● YOUR TASK:
Pull out from the material below all lines with "AppConfig".
---------- EXTRACTED MATERIAL
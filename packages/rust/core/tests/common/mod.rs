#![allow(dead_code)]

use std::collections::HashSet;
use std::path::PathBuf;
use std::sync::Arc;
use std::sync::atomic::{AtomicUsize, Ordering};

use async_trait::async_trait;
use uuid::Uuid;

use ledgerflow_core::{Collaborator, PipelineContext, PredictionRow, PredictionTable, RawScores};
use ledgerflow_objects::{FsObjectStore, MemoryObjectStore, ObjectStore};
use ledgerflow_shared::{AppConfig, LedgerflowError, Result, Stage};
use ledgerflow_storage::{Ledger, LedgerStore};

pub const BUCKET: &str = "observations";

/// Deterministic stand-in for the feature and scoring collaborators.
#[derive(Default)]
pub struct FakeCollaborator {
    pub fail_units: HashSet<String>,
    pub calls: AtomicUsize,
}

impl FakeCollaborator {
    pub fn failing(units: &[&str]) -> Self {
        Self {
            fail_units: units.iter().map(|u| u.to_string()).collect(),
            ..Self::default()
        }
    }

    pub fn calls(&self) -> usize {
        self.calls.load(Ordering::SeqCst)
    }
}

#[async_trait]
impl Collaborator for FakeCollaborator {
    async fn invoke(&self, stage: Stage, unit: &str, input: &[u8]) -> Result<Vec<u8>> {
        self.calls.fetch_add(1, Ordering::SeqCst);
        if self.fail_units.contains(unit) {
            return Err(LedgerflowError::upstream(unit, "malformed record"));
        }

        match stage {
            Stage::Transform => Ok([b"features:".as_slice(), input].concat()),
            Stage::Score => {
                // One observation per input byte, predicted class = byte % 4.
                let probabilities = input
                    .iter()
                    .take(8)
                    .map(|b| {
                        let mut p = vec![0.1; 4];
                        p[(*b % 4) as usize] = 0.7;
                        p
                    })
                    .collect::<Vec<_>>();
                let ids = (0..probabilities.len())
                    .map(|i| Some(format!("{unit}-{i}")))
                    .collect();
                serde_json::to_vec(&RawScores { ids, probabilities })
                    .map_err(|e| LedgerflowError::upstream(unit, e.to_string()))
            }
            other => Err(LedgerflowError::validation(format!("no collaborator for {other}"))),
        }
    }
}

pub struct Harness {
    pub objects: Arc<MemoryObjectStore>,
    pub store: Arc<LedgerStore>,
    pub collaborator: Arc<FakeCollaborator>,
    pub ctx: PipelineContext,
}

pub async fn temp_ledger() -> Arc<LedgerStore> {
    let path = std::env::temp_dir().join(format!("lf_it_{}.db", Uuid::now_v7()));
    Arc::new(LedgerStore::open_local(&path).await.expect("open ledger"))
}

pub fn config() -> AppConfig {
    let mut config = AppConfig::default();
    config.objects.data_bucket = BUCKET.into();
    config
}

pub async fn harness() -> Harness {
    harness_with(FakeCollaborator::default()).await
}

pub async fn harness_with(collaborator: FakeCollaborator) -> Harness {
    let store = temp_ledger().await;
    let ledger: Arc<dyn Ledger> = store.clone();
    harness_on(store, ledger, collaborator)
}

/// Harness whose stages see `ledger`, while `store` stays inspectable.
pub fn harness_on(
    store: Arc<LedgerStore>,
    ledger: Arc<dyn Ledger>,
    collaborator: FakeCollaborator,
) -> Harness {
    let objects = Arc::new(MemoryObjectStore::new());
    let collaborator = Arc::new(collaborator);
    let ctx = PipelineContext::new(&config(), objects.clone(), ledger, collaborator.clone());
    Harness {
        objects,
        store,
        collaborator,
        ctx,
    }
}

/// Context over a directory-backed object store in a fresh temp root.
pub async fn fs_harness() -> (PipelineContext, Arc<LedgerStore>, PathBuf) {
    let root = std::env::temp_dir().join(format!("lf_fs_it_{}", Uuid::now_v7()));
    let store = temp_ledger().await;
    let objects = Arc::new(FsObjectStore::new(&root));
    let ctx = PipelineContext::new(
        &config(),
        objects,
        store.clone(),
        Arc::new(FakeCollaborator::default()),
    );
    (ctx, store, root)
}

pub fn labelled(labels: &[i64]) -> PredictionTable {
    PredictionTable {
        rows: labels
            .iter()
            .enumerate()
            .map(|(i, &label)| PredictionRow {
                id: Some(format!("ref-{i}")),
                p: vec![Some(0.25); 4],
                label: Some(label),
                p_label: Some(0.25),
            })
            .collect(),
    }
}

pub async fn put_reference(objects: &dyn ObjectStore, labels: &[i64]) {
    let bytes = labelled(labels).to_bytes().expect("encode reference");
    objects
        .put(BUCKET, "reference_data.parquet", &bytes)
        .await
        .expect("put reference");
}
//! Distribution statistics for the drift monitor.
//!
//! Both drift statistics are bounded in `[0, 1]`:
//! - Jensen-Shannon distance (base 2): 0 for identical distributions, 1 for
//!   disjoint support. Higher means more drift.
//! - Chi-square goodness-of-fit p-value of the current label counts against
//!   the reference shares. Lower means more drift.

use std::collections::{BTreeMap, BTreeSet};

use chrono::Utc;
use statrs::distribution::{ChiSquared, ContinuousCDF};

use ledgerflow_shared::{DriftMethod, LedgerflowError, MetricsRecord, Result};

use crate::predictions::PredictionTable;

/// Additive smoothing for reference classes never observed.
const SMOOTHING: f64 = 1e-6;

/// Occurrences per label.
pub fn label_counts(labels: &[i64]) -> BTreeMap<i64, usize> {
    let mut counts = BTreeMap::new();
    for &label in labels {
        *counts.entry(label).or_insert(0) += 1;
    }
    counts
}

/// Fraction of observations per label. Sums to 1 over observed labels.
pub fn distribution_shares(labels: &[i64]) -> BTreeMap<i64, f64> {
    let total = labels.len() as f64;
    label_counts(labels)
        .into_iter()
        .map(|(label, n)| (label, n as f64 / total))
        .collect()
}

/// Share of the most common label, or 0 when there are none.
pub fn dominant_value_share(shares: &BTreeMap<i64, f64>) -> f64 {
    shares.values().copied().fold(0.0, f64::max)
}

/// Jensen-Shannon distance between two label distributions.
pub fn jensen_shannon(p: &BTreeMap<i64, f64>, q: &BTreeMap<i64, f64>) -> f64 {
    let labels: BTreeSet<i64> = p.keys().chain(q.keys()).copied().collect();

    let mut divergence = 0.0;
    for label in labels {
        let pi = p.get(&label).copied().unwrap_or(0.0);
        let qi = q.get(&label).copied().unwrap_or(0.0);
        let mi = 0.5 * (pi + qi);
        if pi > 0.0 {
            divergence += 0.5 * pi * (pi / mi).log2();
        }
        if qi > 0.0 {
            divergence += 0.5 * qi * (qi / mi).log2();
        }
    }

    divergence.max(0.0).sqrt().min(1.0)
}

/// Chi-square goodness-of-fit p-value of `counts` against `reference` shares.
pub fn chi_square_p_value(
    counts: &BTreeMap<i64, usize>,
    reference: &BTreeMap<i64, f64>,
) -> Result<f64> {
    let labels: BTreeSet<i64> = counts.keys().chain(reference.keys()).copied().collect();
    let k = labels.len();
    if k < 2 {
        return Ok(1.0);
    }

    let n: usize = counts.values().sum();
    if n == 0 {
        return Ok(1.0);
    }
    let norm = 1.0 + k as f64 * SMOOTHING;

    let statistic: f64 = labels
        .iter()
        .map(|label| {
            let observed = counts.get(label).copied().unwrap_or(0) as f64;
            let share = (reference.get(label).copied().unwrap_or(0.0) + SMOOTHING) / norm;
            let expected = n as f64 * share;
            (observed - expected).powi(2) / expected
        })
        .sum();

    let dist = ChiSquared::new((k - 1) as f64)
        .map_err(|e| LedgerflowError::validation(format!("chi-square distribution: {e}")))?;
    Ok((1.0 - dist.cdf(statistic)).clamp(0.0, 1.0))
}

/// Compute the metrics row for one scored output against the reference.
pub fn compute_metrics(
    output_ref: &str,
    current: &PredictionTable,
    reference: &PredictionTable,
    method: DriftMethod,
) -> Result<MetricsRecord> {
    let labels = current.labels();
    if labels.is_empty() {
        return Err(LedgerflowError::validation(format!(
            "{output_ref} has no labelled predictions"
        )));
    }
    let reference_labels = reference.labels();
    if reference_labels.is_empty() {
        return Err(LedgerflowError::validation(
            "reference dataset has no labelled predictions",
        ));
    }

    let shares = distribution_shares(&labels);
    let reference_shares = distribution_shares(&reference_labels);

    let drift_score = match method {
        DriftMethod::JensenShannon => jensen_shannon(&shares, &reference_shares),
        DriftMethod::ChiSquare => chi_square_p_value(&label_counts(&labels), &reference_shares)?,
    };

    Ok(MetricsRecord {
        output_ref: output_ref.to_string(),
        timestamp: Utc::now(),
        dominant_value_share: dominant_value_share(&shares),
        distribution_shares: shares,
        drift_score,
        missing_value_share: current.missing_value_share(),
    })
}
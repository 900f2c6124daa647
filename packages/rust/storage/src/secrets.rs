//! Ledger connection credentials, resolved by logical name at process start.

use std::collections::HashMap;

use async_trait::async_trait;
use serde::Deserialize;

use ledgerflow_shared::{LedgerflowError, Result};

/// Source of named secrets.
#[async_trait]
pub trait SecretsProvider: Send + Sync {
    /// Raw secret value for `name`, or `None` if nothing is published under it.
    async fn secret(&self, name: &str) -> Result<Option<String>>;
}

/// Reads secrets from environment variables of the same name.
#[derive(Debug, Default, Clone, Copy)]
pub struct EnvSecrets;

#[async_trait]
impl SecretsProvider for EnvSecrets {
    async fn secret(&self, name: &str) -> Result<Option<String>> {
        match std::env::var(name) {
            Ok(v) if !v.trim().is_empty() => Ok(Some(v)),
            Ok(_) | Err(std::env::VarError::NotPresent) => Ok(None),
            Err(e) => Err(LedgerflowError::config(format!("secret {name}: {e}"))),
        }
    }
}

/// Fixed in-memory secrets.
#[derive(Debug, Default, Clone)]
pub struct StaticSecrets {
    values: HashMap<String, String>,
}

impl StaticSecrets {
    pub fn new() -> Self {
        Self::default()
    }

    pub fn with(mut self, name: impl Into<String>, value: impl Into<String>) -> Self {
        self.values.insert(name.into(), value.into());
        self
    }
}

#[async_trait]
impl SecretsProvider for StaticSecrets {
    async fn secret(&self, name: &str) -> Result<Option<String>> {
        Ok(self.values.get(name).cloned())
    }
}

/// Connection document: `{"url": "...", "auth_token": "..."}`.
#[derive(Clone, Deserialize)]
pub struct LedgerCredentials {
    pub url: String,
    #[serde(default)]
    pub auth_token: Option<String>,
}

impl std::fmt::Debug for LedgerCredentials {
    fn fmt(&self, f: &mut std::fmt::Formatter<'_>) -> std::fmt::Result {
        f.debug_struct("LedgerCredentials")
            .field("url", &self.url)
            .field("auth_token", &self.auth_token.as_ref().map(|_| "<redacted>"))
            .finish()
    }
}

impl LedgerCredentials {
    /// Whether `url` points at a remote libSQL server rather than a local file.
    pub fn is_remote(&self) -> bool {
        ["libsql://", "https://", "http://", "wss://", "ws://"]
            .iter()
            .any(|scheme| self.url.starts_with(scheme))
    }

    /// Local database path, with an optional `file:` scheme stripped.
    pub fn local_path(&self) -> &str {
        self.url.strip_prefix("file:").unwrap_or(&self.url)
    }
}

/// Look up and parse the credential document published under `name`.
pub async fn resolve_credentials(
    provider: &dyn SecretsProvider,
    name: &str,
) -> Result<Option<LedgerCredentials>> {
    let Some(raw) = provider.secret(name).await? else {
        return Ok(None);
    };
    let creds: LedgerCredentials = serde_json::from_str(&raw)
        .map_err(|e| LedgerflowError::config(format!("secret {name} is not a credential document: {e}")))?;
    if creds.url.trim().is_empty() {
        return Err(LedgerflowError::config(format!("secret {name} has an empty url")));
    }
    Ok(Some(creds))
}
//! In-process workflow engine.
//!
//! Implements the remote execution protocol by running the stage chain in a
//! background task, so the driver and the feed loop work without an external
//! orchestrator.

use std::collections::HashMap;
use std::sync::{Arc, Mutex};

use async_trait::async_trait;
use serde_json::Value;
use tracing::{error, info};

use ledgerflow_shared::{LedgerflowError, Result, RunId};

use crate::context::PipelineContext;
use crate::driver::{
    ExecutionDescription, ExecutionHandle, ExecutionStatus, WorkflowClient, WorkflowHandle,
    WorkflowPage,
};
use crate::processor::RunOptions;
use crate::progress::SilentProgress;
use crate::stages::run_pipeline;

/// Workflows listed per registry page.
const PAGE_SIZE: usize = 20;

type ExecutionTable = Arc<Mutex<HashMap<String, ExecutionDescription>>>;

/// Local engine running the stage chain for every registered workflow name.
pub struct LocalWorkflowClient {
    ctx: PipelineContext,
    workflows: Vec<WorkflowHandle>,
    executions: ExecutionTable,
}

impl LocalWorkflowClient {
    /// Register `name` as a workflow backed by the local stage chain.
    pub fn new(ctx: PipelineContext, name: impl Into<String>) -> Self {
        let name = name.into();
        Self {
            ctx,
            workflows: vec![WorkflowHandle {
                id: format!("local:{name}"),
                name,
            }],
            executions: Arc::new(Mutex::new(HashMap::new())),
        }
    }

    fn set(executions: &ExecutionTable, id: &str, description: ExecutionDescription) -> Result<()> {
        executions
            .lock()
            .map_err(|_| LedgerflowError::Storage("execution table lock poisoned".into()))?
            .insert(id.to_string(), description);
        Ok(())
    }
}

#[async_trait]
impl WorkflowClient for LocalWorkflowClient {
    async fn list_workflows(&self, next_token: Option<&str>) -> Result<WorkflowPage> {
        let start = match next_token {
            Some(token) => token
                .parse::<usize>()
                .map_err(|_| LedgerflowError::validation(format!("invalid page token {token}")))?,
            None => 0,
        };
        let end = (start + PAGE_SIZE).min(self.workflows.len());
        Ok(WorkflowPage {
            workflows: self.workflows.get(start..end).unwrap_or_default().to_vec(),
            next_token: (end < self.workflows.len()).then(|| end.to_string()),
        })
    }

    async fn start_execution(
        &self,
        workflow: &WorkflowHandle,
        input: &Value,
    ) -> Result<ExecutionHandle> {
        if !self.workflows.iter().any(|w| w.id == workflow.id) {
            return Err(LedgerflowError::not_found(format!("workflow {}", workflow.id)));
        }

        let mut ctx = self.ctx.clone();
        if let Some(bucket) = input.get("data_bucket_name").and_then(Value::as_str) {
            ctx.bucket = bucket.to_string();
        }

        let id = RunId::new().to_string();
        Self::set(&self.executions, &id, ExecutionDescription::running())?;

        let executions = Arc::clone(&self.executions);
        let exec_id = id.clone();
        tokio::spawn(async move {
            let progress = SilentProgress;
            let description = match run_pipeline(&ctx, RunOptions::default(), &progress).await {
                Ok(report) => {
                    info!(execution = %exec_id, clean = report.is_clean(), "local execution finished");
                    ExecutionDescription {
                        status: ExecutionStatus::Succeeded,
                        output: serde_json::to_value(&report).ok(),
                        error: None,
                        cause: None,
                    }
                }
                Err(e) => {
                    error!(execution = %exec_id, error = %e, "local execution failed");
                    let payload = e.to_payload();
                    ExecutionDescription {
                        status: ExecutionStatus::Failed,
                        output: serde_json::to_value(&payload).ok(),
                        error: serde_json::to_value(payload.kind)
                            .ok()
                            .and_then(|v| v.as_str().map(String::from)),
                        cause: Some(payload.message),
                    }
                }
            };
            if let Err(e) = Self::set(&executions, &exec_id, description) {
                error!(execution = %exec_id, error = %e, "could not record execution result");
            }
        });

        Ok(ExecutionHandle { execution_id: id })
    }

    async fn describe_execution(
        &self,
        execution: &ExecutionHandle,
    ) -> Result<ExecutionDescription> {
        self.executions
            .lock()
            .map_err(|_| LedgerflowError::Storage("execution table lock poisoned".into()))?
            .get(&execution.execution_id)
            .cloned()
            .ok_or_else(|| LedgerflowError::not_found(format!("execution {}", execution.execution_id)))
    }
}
--------------------
● RESULT FOR THIS EXERCISE:
use ledgerflow_shared::{AppConfig, LedgerflowError, Result, Stage};
pub fn config() -> AppConfig {
    let mut config = AppConfig::default();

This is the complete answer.